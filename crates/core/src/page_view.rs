//! Single-page view: one surface plus its overlay layers
//!
//! [`PageView`] ties a [`PageSurface`] to the text, link, highlight and
//! selection layers drawn over it. Like the surface it performs no I/O;
//! metadata requests come out as [`ViewEffect`]s tagged with a generation so
//! answers for a page that is no longer shown can be recognised and dropped.

use crate::clipboard::ClipboardSink;
use crate::config::ViewerConfig;
use crate::error::{ClipboardError, FetchError, FetchResult};
use crate::link_layer::{LinkLayer, NavigationHost};
use crate::measure::LayoutProbe;
use crate::model::{LinkAnnotation, PageNumber, RasterPayload, TextLayout};
use crate::search::{
    scroll_into_view, HighlightLayer, HighlightUpdate, ScrollCommand, ScrollMetrics,
};
use crate::selection::{Key, SelectionCapture, SelectionEnd, SelectionRouter, SurfaceId};
use crate::source::PageSource;
use crate::surface::{PageSurface, SurfaceEffect, Ticket};
use crate::text_layer::TextLayer;
use scanview_scheduler::CancellationToken;
use std::collections::VecDeque;
use std::time::Duration;
use viewer_core::{Point, ScaleTransform};

pub type Generation = u64;

/// A text layout or link fetch the host should perform
#[derive(Debug, Clone)]
pub struct MetadataRequest {
    pub page: PageNumber,
    pub generation: Generation,
    pub token: CancellationToken,
}

#[derive(Debug, Clone)]
pub enum ViewEffect {
    Surface(SurfaceEffect),
    FetchTextLayout(MetadataRequest),
    FetchLinks(MetadataRequest),
    Highlights(HighlightUpdate),
    Scroll(ScrollCommand),
}

/// Scroll containers around the surface, nearest first, plus the viewport.
#[derive(Debug, Clone, Default)]
pub struct ScrollContext {
    pub ancestors: Vec<ScrollMetrics>,
    pub viewport: Option<ScrollMetrics>,
}

pub struct PageView {
    id: SurfaceId,
    scroll_margin: f32,
    surface: PageSurface,
    generation: Generation,
    metadata_token: CancellationToken,
    transform: ScaleTransform,
    text: TextLayer,
    links: LinkLayer,
    highlights: HighlightLayer,
    selection: SelectionCapture,
}
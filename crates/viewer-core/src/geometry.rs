use serde::{Deserialize, Serialize};

#[derive(Debug, Clone, Copy, PartialEq, Default, Serialize, Deserialize)]
pub struct Size {
    pub width: f32,
    pub height: f32,
}

impl Size {
    pub const fn new(width: f32, height: f32) -> Self {
        Self { width, height }
    }

    /// A size is known once both dimensions are finite and strictly positive.
    pub fn is_known(&self) -> bool {
        self.width.is_finite() && self.height.is_finite() && self.width > 0.0 && self.height > 0.0
    }

    pub fn area(&self) -> f32 {
        self.width * self.height
    }

    /// Scales this size down (never up) so that its width fits `max_width`.
    pub fn fit_width(self, max_width: f32) -> Self {
        if !self.is_known() || !(max_width > 0.0) || self.width <= max_width {
            return self;
        }

        let ratio = max_width / self.width;
        Self {
            width: max_width,
            height: self.height * ratio,
        }
    }
}

#[derive(Debug, Clone, Copy, PartialEq, Default, Serialize, Deserialize)]
pub struct Point {
    pub x: f32,
    pub y: f32,
}

impl Point {
    pub const fn new(x: f32, y: f32) -> Self {
        Self { x, y }
    }
}

/// Axis-aligned rectangle in rendered pixel space, origin top-left.
#[derive(Debug, Clone, Copy, PartialEq, Default, Serialize, Deserialize)]
pub struct Rect {
    pub x: f32,
    pub y: f32,
    pub width: f32,
    pub height: f32,
}

impl Rect {
    pub const fn new(x: f32, y: f32, width: f32, height: f32) -> Self {
        Self {
            x,
            y,
            width,
            height,
        }
    }

    pub fn from_size(size: Size) -> Self {
        Self::new(0.0, 0.0, size.width, size.height)
    }

    pub fn right(&self) -> f32 {
        self.x + self.width
    }

    pub fn bottom(&self) -> f32 {
        self.y + self.height
    }

    pub fn is_empty(&self) -> bool {
        !(self.width > 0.0 && self.height > 0.0)
    }

    pub fn contains(&self, point: Point) -> bool {
        point.x >= self.x
            && point.x <= self.right()
            && point.y >= self.y
            && point.y <= self.bottom()
    }

    /// Edge contact counts as intersecting so that boxes flush with a boundary survive.
    pub fn intersects(&self, other: &Rect) -> bool {
        self.x <= other.right()
            && other.x <= self.right()
            && self.y <= other.bottom()
            && other.y <= self.bottom()
    }

    pub fn intersection(&self, other: &Rect) -> Option<Rect> {
        let x0 = self.x.max(other.x);
        let y0 = self.y.max(other.y);
        let x1 = self.right().min(other.right());
        let y1 = self.bottom().min(other.bottom());

        if x1 <= x0 || y1 <= y0 {
            return None;
        }

        Some(Rect::new(x0, y0, x1 - x0, y1 - y0))
    }

    pub fn union(&self, other: &Rect) -> Rect {
        let x0 = self.x.min(other.x);
        let y0 = self.y.min(other.y);
        let x1 = self.right().max(other.right());
        let y1 = self.bottom().max(other.bottom());

        Rect::new(x0, y0, x1 - x0, y1 - y0)
    }

    pub fn translate(&self, dx: f32, dy: f32) -> Rect {
        Rect::new(self.x + dx, self.y + dy, self.width, self.height)
    }
}

/// Box in source layout units, stored as `(x0, y0, x1, y1)`.
///
/// Serialized as a four element array, which is how the text and link
/// extractors emit bounding boxes.
#[derive(Debug, Clone, Copy, PartialEq, Default, Serialize, Deserialize)]
#[serde(from = "[f32; 4]", into = "[f32; 4]")]
pub struct SourceBox {
    pub x0: f32,
    pub y0: f32,
    pub x1: f32,
    pub y1: f32,
}

impl SourceBox {
    pub const fn new(x0: f32, y0: f32, x1: f32, y1: f32) -> Self {
        Self { x0, y0, x1, y1 }
    }

    /// Returns the same box with corners ordered so that `x0 <= x1` and `y0 <= y1`.
    pub fn normalized(&self) -> Self {
        Self {
            x0: self.x0.min(self.x1),
            y0: self.y0.min(self.y1),
            x1: self.x0.max(self.x1),
            y1: self.y0.max(self.y1),
        }
    }

    pub fn width(&self) -> f32 {
        self.x1 - self.x0
    }

    pub fn height(&self) -> f32 {
        self.y1 - self.y0
    }

    pub fn is_finite(&self) -> bool {
        self.x0.is_finite() && self.y0.is_finite() && self.x1.is_finite() && self.y1.is_finite()
    }

    /// Zero-area or non-finite boxes cannot be projected meaningfully.
    pub fn is_degenerate(&self) -> bool {
        let normalized = self.normalized();
        !self.is_finite() || normalized.width() <= 0.0 || normalized.height() <= 0.0
    }

    /// Clamps the box into `[0, width] x [0, height]`.
    ///
    /// Returns `None` when nothing of the box remains inside the page.
    pub fn clamp_to(&self, width: f32, height: f32) -> Option<SourceBox> {
        if self.is_degenerate() {
            return None;
        }

        let b = self.normalized();
        let clamped = SourceBox {
            x0: b.x0.clamp(0.0, width),
            y0: b.y0.clamp(0.0, height),
            x1: b.x1.clamp(0.0, width),
            y1: b.y1.clamp(0.0, height),
        };

        if clamped.width() <= 0.0 || clamped.height() <= 0.0 {
            return None;
        }

        Some(clamped)
    }
}

impl From<[f32; 4]> for SourceBox {
    fn from(value: [f32; 4]) -> Self {
        Self::new(value[0], value[1], value[2], value[3])
    }
}

impl From<SourceBox> for [f32; 4] {
    fn from(value: SourceBox) -> Self {
        [value.x0, value.y0, value.x1, value.y1]
    }
}

#[cfg(test)]
mod tests {
    use super::*;

    #[test]
    fn rect_union_covers_both_inputs() {
        let a = Rect::new(10.0, 10.0, 20.0, 5.0);
        let b = Rect::new(5.0, 30.0, 10.0, 10.0);

        assert_eq!(a.union(&b), Rect::new(5.0, 10.0, 25.0, 30.0));
    }

    #[test]
    fn rect_intersection_requires_positive_overlap() {
        let a = Rect::new(0.0, 0.0, 10.0, 10.0);
        let touching = Rect::new(10.0, 0.0, 10.0, 10.0);
        let overlapping = Rect::new(5.0, 5.0, 10.0, 10.0);

        assert!(a.intersects(&touching));
        assert_eq!(a.intersection(&touching), None);
        assert_eq!(
            a.intersection(&overlapping),
            Some(Rect::new(5.0, 5.0, 5.0, 5.0))
        );
    }

    #[test]
    fn source_box_deserializes_from_array() {
        let parsed: SourceBox = serde_json::from_str("[1.0, 2.0, 3.0, 4.0]").expect("valid box");
        assert_eq!(parsed, SourceBox::new(1.0, 2.0, 3.0, 4.0));
    }

    #[test]
    fn inverted_boxes_are_normalized() {
        let inverted = SourceBox::new(30.0, 40.0, 10.0, 20.0);
        assert_eq!(
            inverted.normalized(),
            SourceBox::new(10.0, 20.0, 30.0, 40.0)
        );
        assert!(!inverted.is_degenerate());
    }

    #[test]
    fn clamp_drops_boxes_entirely_outside_the_page() {
        let outside = SourceBox::new(700.0, 10.0, 800.0, 20.0);
        assert_eq!(outside.clamp_to(612.0, 792.0), None);

        let partial = SourceBox::new(600.0, 10.0, 650.0, 20.0);
        assert_eq!(
            partial.clamp_to(612.0, 792.0),
            Some(SourceBox::new(600.0, 10.0, 612.0, 20.0))
        );
    }

    #[test]
    fn zero_area_and_nan_boxes_are_degenerate() {
        assert!(SourceBox::new(10.0, 10.0, 10.0, 20.0).is_degenerate());
        assert!(SourceBox::new(f32::NAN, 0.0, 1.0, 1.0).is_degenerate());
    }

    #[test]
    fn fit_width_preserves_aspect_ratio() {
        let natural = Size::new(1224.0, 1584.0);
        let fitted = natural.fit_width(900.0);

        assert_eq!(fitted.width, 900.0);
        assert!((fitted.height - 1164.7).abs() < 0.1);
        assert_eq!(
            Size::new(600.0, 800.0).fit_width(900.0),
            Size::new(600.0, 800.0)
        );
    }
}
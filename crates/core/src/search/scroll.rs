//! Scroll-into-view for the first search match

use serde::Serialize;
use viewer_core::Rect;

/// Scroll geometry of one container, as reported by the host.
#[derive(Debug, Clone, Copy, PartialEq, Serialize)]
pub struct ScrollMetrics {
    pub scroll_top: f32,
    pub client_height: f32,
    pub scroll_height: f32,
    /// Top of the page surface inside this container's scrollable content
    pub surface_offset: f32,
}

impl ScrollMetrics {
    pub fn overflows(&self) -> bool {
        self.scroll_height > self.client_height
    }

    fn max_scroll(&self) -> f32 {
        (self.scroll_height - self.client_height).max(0.0)
    }
}

#[derive(Debug, Clone, Copy, PartialEq, Eq, Serialize)]
pub enum ScrollTarget {
    /// Index into the ancestor list, nearest first
    Ancestor(usize),
    Viewport,
}

#[derive(Debug, Clone, Copy, PartialEq, Serialize)]
pub struct ScrollCommand {
    pub target: ScrollTarget,
    pub top: f32,
    pub smooth: bool,
}

/// Scrolls the nearest overflowing ancestor, or the viewport when none
/// overflows, so that `rect` sits `margin` of the container height below
/// its top edge.
///
/// `ancestors` is ordered from the surface outwards.
pub fn scroll_into_view(
    rect: Rect,
    ancestors: &[ScrollMetrics],
    viewport: ScrollMetrics,
    margin: f32,
) -> ScrollCommand {
    let (target, metrics) = ancestors
        .iter()
        .enumerate()
        .find(|(_, metrics)| metrics.overflows())
        .map(|(index, metrics)| (ScrollTarget::Ancestor(index), *metrics))
        .unwrap_or((ScrollTarget::Viewport, viewport));

    let desired = metrics.surface_offset + rect.y - metrics.client_height * margin;
    ScrollCommand {
        target,
        top: desired.clamp(0.0, metrics.max_scroll()),
        smooth: true,
    }
}

#[cfg(test)]
mod tests {
    use super::*;

    fn metrics(client_height: f32, scroll_height: f32, surface_offset: f32) -> ScrollMetrics {
        ScrollMetrics {
            scroll_top: 0.0,
            client_height,
            scroll_height,
            surface_offset,
        }
    }

    fn at(y: f32) -> Rect {
        Rect::new(0.0, y, 40.0, 12.0)
    }

    #[test]
    fn nearest_overflowing_ancestor_is_scrolled() {
        let ancestors = [metrics(800.0, 800.0, 0.0), metrics(600.0, 3000.0, 100.0)];
        let viewport = metrics(900.0, 4000.0, 0.0);
        let command = scroll_into_view(at(900.0), &ancestors, viewport, 0.18);

        assert_eq!(command.target, ScrollTarget::Ancestor(1));
        assert!((command.top - (100.0 + 900.0 - 108.0)).abs() < 0.01);
        assert!(command.smooth);
    }

    #[test]
    fn viewport_is_used_when_nothing_overflows() {
        let viewport = metrics(1000.0, 5000.0, 200.0);
        let command = scroll_into_view(at(500.0), &[], viewport, 0.18);

        assert_eq!(command.target, ScrollTarget::Viewport);
        assert!((command.top - 520.0).abs() < 0.01);
    }

    #[test]
    fn target_is_clamped_to_scroll_range() {
        let viewport = metrics(1000.0, 5000.0, 0.0);
        let top = scroll_into_view(at(20.0), &[], viewport, 0.18);
        let bottom = scroll_into_view(at(4990.0), &[], viewport, 0.18);

        assert_eq!(top.top, 0.0);
        assert_eq!(bottom.top, 4000.0);
    }
}
//! Continuous scroll: many pages in one virtualized list
//!
//! Rasters are preloaded in bounded batches. Rows start out with an
//! estimated height and switch to the measured height of their surface once
//! it settles. Only rows inside the window (plus overscan) are mounted.

use crate::config::ViewerConfig;
use crate::model::{PageNumber, RasterPayload};
use crate::source::RasterSource;
use scanview_scheduler::{load_in_batches, BatchConfig, CancellationToken};
use serde::Serialize;
use std::collections::{BTreeMap, BTreeSet};
use viewer_core::VirtualList;

/// Reported after every settled batch
#[derive(Debug, Clone, Copy, PartialEq, Eq, Serialize)]
pub struct LoadProgress {
    pub loaded: usize,
    pub settled: usize,
    pub total: usize,
}

#[derive(Debug, Clone, PartialEq, Eq, Default, Serialize)]
pub struct LoadReport {
    pub loaded: usize,
    pub failed_pages: Vec<PageNumber>,
    pub cancelled: bool,
}

/// A mounted row, positioned in list coordinates
#[derive(Debug, Clone, PartialEq, Serialize)]
pub struct RowView {
    pub page_number: PageNumber,
    pub header: String,
    pub top: f32,
    pub height: f32,
    pub measured: bool,
    pub has_raster: bool,
}

/// Rows that entered or left the window since the last update
#[derive(Debug, Clone, PartialEq, Eq, Default)]
pub struct WindowChange {
    pub entered: Vec<PageNumber>,
    pub left: Vec<PageNumber>,
}

pub struct ContinuousView {
    list: VirtualList,
    batch: BatchConfig,
    measured_padding: f32,
    overscan: usize,
    rasters: BTreeMap<PageNumber, RasterPayload>,
    failed: Vec<PageNumber>,
    mounted: BTreeSet<PageNumber>,
}

impl ContinuousView {
    pub fn new(page_count: u32, container_width: f32, config: &ViewerConfig) -> Self {
        Self {
            list: VirtualList::new(1..=page_count, config.row_metrics(container_width)),
            batch: config.batch_config(),
            measured_padding: config.measured_padding,
            overscan: config.overscan,
            rasters: BTreeMap::new(),
            failed: Vec::new(),
            mounted: BTreeSet::new(),
        }
    }

    pub fn list(&self) -> &VirtualList {
        &self.list
    }

    pub fn raster(&self, page: PageNumber) -> Option<&RasterPayload> {
        self.rasters.get(&page)
    }

    pub fn failed_pages(&self) -> &[PageNumber] {
        &self.failed
    }

    pub fn mounted(&self) -> impl Iterator<Item = PageNumber> + '_ {
        self.mounted.iter().copied()
    }

    /// Fetches every page raster in batches, reporting after each batch.
    ///
    /// Loaded rasters are kept even if the load is cancelled part way.
    pub fn preload<S, P>(
        &mut self,
        source: &S,
        token: &CancellationToken,
        mut on_progress: P,
    ) -> LoadReport
    where
        S: RasterSource + Sync,
        P: FnMut(LoadProgress),
    {
        let pages: Vec<PageNumber> = self.list.rows().iter().map(|row| row.page_number).collect();
        let timeout = self.batch.retry.timeout;
        let rasters = &mut self.rasters;
        let mut loaded = 0;

        let outcome = load_in_batches(
            &pages,
            &self.batch,
            token,
            |page| source.fetch_raster(page, timeout),
            |progress, batch| {
                for (page, payload) in batch {
                    rasters.insert(*page, payload.clone());
                }
                loaded += batch.len();
                on_progress(LoadProgress {
                    loaded,
                    settled: progress.completed,
                    total: progress.total,
                });
            },
        );

        self.failed = outcome.failed.clone();
        let loaded = outcome.loaded.len();
        if outcome.cancelled {
            log::debug!("continuous preload cancelled after {loaded} page(s)");
        } else {
            let failed = outcome.failed.len();
            log::info!("continuous preload done: {loaded} loaded, {failed} failed");
        }

        LoadReport {
            loaded,
            failed_pages: outcome.failed,
            cancelled: outcome.cancelled,
        }
    }

    /// Stores a raster fetched outside of [`ContinuousView::preload`], such
    /// as a manual refresh of a failed page.
    pub fn insert_raster(&mut self, page: PageNumber, payload: RasterPayload) {
        self.failed.retain(|failed| *failed != page);
        self.rasters.insert(page, payload);
    }

    /// Records the settled height of a page surface. Returns `true` if the
    /// list layout was invalidated.
    pub fn report_surface_height(&mut self, page: PageNumber, surface_height: f32) -> bool {
        let height = surface_height + self.measured_padding;
        self.list.report_measured_height(page, height)
    }

    pub fn set_container_width(&mut self, width: f32) -> bool {
        self.list.set_container_width(width)
    }

    pub fn total_height(&mut self) -> f32 {
        self.list.total_height()
    }

    pub fn current_page(&mut self, scroll_offset: f32, viewport_height: f32) -> Option<PageNumber> {
        self.list.current_page(scroll_offset, viewport_height)
    }

    pub fn scroll_offset_for(&mut self, page: PageNumber) -> Option<f32> {
        self.list.offset_of(page)
    }

    /// Rows to render for the given scroll position.
    pub fn visible_rows(&mut self, scroll_offset: f32, viewport_height: f32) -> Vec<RowView> {
        let overscan = self.overscan;
        let window = self.list.window(scroll_offset, viewport_height, overscan);

        window
            .range
            .clone()
            .zip(window.offsets.iter().copied())
            .filter_map(|(index, top)| {
                let row = self.list.row(index)?;
                Some(RowView {
                    page_number: row.page_number,
                    header: format!("Page {}", row.page_number),
                    top,
                    height: row.height(),
                    measured: row.is_measured(),
                    has_raster: self.rasters.contains_key(&row.page_number),
                })
            })
            .collect()
    }

    /// Recomputes the mounted set. Pages that left must have their surfaces
    /// torn down; pages that entered need one.
    pub fn update_window(&mut self, scroll_offset: f32, viewport_height: f32) -> WindowChange {
        let now_visible: BTreeSet<PageNumber> = self
            .visible_rows(scroll_offset, viewport_height)
            .into_iter()
            .map(|row| row.page_number)
            .collect();

        let mounted = &self.mounted;
        let change = WindowChange {
            entered: now_visible.difference(mounted).copied().collect(),
            left: mounted.difference(&now_visible).copied().collect(),
        };

        self.mounted = now_visible;
        change
    }
}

### Task to complete
Which lines in the records above hold the string "Option"? Copy each of them.

### Solution
    pub viewport: Option<ScrollMetrics>,
    pub fn intersection(&self, other: &Rect) -> Option<Rect> {
    pub fn clamp_to(&self, width: f32, height: f32) -> Option<SourceBox> {
    pub fn raster(&self, page: PageNumber) -> Option<&RasterPayload> {
    pub fn current_page(&mut self, scroll_offset: f32, viewport_height: f32) -> Option<PageNumber> {
    pub fn scroll_offset_for(&mut self, page: PageNumber) -> Option<f32> {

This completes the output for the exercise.